What Roman deity would you choose?


  • Total voters
    29
So if I choose to disagree with you, I'm stupid. You fire insults at me, and you ACTUALLY expect me to adopt your opinion because of it. How utterly pathetic.

Grendelsbayne is being a bit harsh maybe but this isn't his\her opinion we're talking about, but rather a scientific definition. Which has changed, and may do so again in the future as we accumulate more knowledge.

After all, "planet" used to just mean a light in the sky that moved against the fixed background of the other lights, back before we had any comprehension of what these objects were.
 
Ceres was originally classified as a planet when first discovered. They finally chose to put it in a new category.

If we reinstate Pluto, then someone should justify why we shouldn't also reinstate Ceres.
 
There are three other "dwarf planets" as well.
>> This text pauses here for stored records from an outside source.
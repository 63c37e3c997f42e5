//! Fan-out channel for settlement events.
//!
//! Each event type gets one [`EventHandler`] owning the receive side of an mpsc channel and one
//! async callback. The settlement paths publish through cloned [`EventProducer`]s and never wait
//! for delivery, so a slow notification hook can lag behind the ledger but never block it.
//! Handlers see only the event payload, never engine state.
use std::{
    future::Future,
    pin::Pin,
    sync::{
        atomic::{AtomicI64, Ordering},
        Arc,
    },
};

use log::*;
use tokio::sync::mpsc;

/// An async callback invoked once per published event.
pub type Handler<E> = Arc<dyn Fn(E) -> Pin<Box<dyn Future<Output = ()> + Send>> + Send + Sync>;

pub struct EventHandler<E: Send + Sync + 'static> {
    inbox: mpsc::Receiver<E>,
    sender: mpsc::Sender<E>,
    callback: Handler<E>,
}

impl<E: Send + Sync + 'static> EventHandler<E> {
    pub fn new(buffer_size: usize, callback: Handler<E>) -> Self {
        let (sender, inbox) = mpsc::channel(buffer_size);
        Self { inbox, sender, callback }
    }

    /// Hands out a new publishing handle. Producers are cheap clones of the channel sender.
    pub fn subscribe(&self) -> EventProducer<E> {
        EventProducer::new(self.sender.clone())
    }

    /// Consumes events until every producer has been dropped, then drains the in-flight
    /// callbacks before returning.
    pub async fn start_handler(mut self) {
        debug!("📬️ Event handler running");
        // Our own sender copy would keep the channel open forever
        drop(self.sender);
        let in_flight = Arc::new(AtomicI64::new(0));
        while let Some(event) = self.inbox.recv().await {
            trace!("📬️ Dispatching event");
            let callback = Arc::clone(&self.callback);
            in_flight.fetch_add(1, Ordering::SeqCst);
            let counter = Arc::clone(&in_flight);
            tokio::spawn(async move {
                (callback)(event).await;
                counter.fetch_sub(1, Ordering::SeqCst);
            });
        }
        while in_flight.load(Ordering::SeqCst) > 0 {
            debug!("📬️ Channel closed, waiting for {} callbacks to finish", in_flight.load(Ordering::SeqCst));
            tokio::time::sleep(tokio::time::Duration::from_millis(250)).await;
        }
        debug!("📬️ Event handler has shut down");
    }
}

#[derive(Clone)]
pub struct EventProducer<E: Send + Sync> {
    sender: mpsc::Sender<E>,
}

impl<E: Send + Sync> EventProducer<E> {
    pub fn new(sender: mpsc::Sender<E>) -> Self {
        Self { sender }
    }

    /// Queues an event for the handler. Delivery failures are logged and swallowed; the ledger
    /// write this event describes has already committed.
    pub async fn publish_event(&self, event: E) {
        if let Err(e) = self.sender.send(event).await {
            error!("📬️ Could not publish event. {e}");
        }
    }
}

#[cfg(test)]
mod test {
    use std::sync::atomic::AtomicU64;

    use super::*;

    #[tokio::test]
    async fn events_from_every_producer_reach_the_callback() {
        let _ = env_logger::try_init();
        let total = Arc::new(AtomicU64::new(0));
        let tally = total.clone();
        let callback = Arc::new(move |credited: u64| {
            let total = total.clone();
            Box::pin(async move {
                debug!("Callback received a credit of {credited}");
                total.fetch_add(credited, Ordering::SeqCst);
                tokio::time::sleep(tokio::time::Duration::from_millis(50)).await;
            }) as Pin<Box<dyn Future<Output = ()> + Send>>
        });
        let handler = EventHandler::new(2, callback);
        // The webhook path and the sweep path each hold their own producer
        let webhook_side = handler.subscribe();
        let sweep_side = handler.subscribe();
        tokio::spawn(async move {
            for credited in [100, 250, 400] {
                webhook_side.publish_event(credited).await;
            }
        });
        tokio::spawn(async move {
            for credited in [50, 200] {
                sweep_side.publish_event(credited).await;
            }
        });

        handler.start_handler().await;
        assert_eq!(tally.load(Ordering::SeqCst), 1_000);
    }
}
It was probably considered more convenient to delete one planet from "the list" than to add four.
 
Are you worried that by it being classified as a "dwarf" planet, that new designation will reduce the odds of additional probes launched to that celestial body? If anything, I suspect the discoveries made by the last probe should increase the odds...whatever the bleedin' thing is called in some textbook.
 
unless you bought real estate on Pluto and are worried about it getting devalued, who cares what it's defined as? I was fine with the definition essentially being any spherical body orbiting the sun that was not a moon. That would have defined Ceres, Pluto, Eris, Sedna, etc as planets. If the worry had been about children having to memorize them, they could have stuck to the non-dwarfs. It doesn't really matter, either way.
 
I don't worry about anything. I just prefer the idea of having our solar system's outermost limit be a desolate hunk of frozen rock 7 billion kicks away than a ball of bright blue soup at a mere 4.5 billion.
 
Yeah, who's defining that as our outermost limit? Beyond the ball of bright blue soup you've got the Kuiper Belt, which contains MANY hunks of frozen rock (some of which may be larger than others), and then the Oort Cloud.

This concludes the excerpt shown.